Today, we're doing something a little different, and I'm fired up about this one. What you're about
to watch is a compilation, three conversations that I've been wanting to put together for a long,
long time. Because if there's one area where women have been let down by medicine, by media,
by the system, it's menopause. 50 million women have unnecessarily suffered for decades because of one
misquoted study. That's not a headline. That's a quote from the chairman of the
FDA. Let that land. So today I'm bringing you three of the most important voices in this entire space.
First, Dr. Jessica Shepard, a board-certified OB-GYN, menopause expert, and someone who completely
has rewritten the playbook on women's hormonal health. Then Dr. Vonda Wright, a board-certified
orthopedic surgeon will tell you why a frozen shoulder is not just a joint problem. It's your
body screaming that your hormones are in crisis. And finally, my wife, Sage, who lived this, tested this,
and came out the other side. By the end of this episode, you will know what perimenopause actually is
when it starts, what to test, why standard blood work misses it, and what to do when you find the answers.
If you're a woman or you love a woman, stay in your seat. This one matters. My first guest changed
the way that I understand women's hormonal health and honestly the way I show up as a husband.
Dr. Jessica Shepard is a board-certified OB-GYN and menopause specialist who didn't stay in the system
when the system was getting it wrong.
She blew the whistle.
She founded Modern Meno.
She wrote the book, Generation M,
and she's made it her mission to capture women
before they fall off the hormonal cliff
and give them the building blocks to thrive at 60, 70, and 80.

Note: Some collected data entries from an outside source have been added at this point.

use serde::{Deserialize, Serialize};
use std::fmt;
use std::str::FromStr;

/// How a view id such as `user_name` is turned into a field name
#[derive(Debug, Clone, Copy, PartialEq, Eq, Hash, Default, Serialize, Deserialize)]
#[serde(rename_all = "snake_case")]
pub enum NamingConvention {
    /// `user_name`
    Snake,
    /// `userName`
    Camel,
    /// `mUserName`
    #[default]
    #[serde(alias = "hungarian", alias = "member")]
    HungarianMember,
}

impl FromStr for NamingConvention {
    type Err = String;

    fn from_str(s: &str) -> Result<Self, Self::Err> {
        match s.to_ascii_lowercase().as_str() {
            "snake" => Ok(NamingConvention::Snake),
            "camel" => Ok(NamingConvention::Camel),
            "hungarian" | "member" | "hungarian_member" => Ok(NamingConvention::HungarianMember),
            other => Err(format!("unknown naming convention: {}", other)),
        }
    }
}

impl fmt::Display for NamingConvention {
    fn fmt(&self, f: &mut fmt::Formatter<'_>) -> fmt::Result {
        let name = match self {
            NamingConvention::Snake => "snake",
            NamingConvention::Camel => "camel",
            NamingConvention::HungarianMember => "hungarian",
        };
        f.write_str(name)
    }
}

/// Derive a field name from a view id.
///
/// The id is split on `_`. For `Camel` the first segment is kept as written
/// and every later one is capitalized; an empty segment appends nothing, so a
/// leading underscore leaves the first slot empty and `_user_name` derives
/// `UserName`. `HungarianMember` capitalizes every segment after an `m`. A
/// non-empty id never derives to an empty name: if nothing is appended the
/// id is returned unchanged.
pub fn derive_field_name(id: &str, convention: NamingConvention) -> String {
    let mut segments = id.split('_');

    let derived = match convention {
        NamingConvention::Snake => return id.to_string(),
        NamingConvention::Camel => {
            let mut name = segments.next().unwrap_or_default().to_string();
            for segment in segments.filter(|segment| !segment.is_empty()) {
                name.push_str(&capitalize(segment));
            }
            name
        }
        NamingConvention::HungarianMember => {
            let mut name = String::from("m");
            for segment in segments.filter(|segment| !segment.is_empty()) {
                name.push_str(&capitalize(segment));
            }
            name
        }
    };

    if derived.is_empty() {
        id.to_string()
    } else {
        derived
    }
}

/// Upper-case the first character (ASCII only, independent of locale)
pub fn capitalize(s: &str) -> String {
    let mut chars = s.chars();
    match chars.next() {
        Some(first) => {
            let mut out = String::with_capacity(s.len());
            out.push(first.to_ascii_uppercase());
            out.push_str(chars.as_str());
            out
        }
        None => String::new(),
    }
}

Here's Dr. Jessica Shepard.
I know that you're a classically trained physician.
Yeah.
But at some point, there was a shift in your career,
in your career choices.
And I'm always fascinated by that
because comfort would dictate that you just stay in the system,
do what the system tells you,
you make a good living,
kind of keep your mouth shut.
Don't raise your hand.
But I wonder if there was, what preempted that shift?
You know, there are really pivotal moments in your life
where everyone gets choice
and to decide what they want to do with that moment.
And my background, a little behind the scenes about me,
I got my undergraduate degree in kinesiology, exercise physiology.
So I really understood what the body could do, what it could adapt to when it's optimized.
So I feel that the beginning of my medical career was in the best of, the best of what the body can do.
And so going into medicine, obviously we know how to fix train wrecks.
We deal in illness and disease, which is great.
We do need that side to society.
So now practicing 15 years of seeing the worst and fixing disease and operating,
I did a fellowship in minimally invasive gynecology.
So it was high volume surgeon.
But what I really started to understand is the story,
the story behind the scenes of all these women that I would see in the exam room.
And I knew deep down, I was like, there's something else going on.
And that something else is all the behind the scenes thing that allows,
people to show up with disease, whether that's with nutrition, exercise, stress, emotional
issues that are going on actually feed into how we present in chronic disease as well.
And so I think that that was the pivotal moment that I said to myself, I have to do something
different. And that's when I ventured more into looking at root cause, looking at lifestyle,
being able to actually educate while empowering women about their life, especially in midlife.
I think most say, we still have a period I can't be in that phase.
Yeah, I think we affix a period or a menstrual cycle to functionality in the sense of nothing's wrong, right?
Or nothing is changing.
And that's really not even biologically how our bodies work.
Nothing shifts overnight.
It all is a process.
And so when we think of perimenopause starting in our latter 30s all the way through our 40s,
I think it's very astounding.
Even when I tell my patients that that is really the duration of what happens,
they sit and think about it.
It's like you see the light bulb go off
because one, either they're going through it
and have been for years
or two, really sitting to say
oh, my body is going through a transition
that took years.
That's how the cells work.
That's how we see changes in the body.
And especially with hormones
when we see the flux between estrogen and progesterone,
whether they're counteracting each other
in the way they didn't before
or on a decline.
That takes years.
And you know, I think if there was just one way
to torture a woman,
It would be like the estrogen lever, right?
Oh, yeah.
Oh, saggy skin, mood disorders, libido leave in the building, poor sleep, brain fog, you know, crushing fatigue, all with one little lever.
Yeah.
And, you know, testing for it, I think, is also something that's really poorly understood.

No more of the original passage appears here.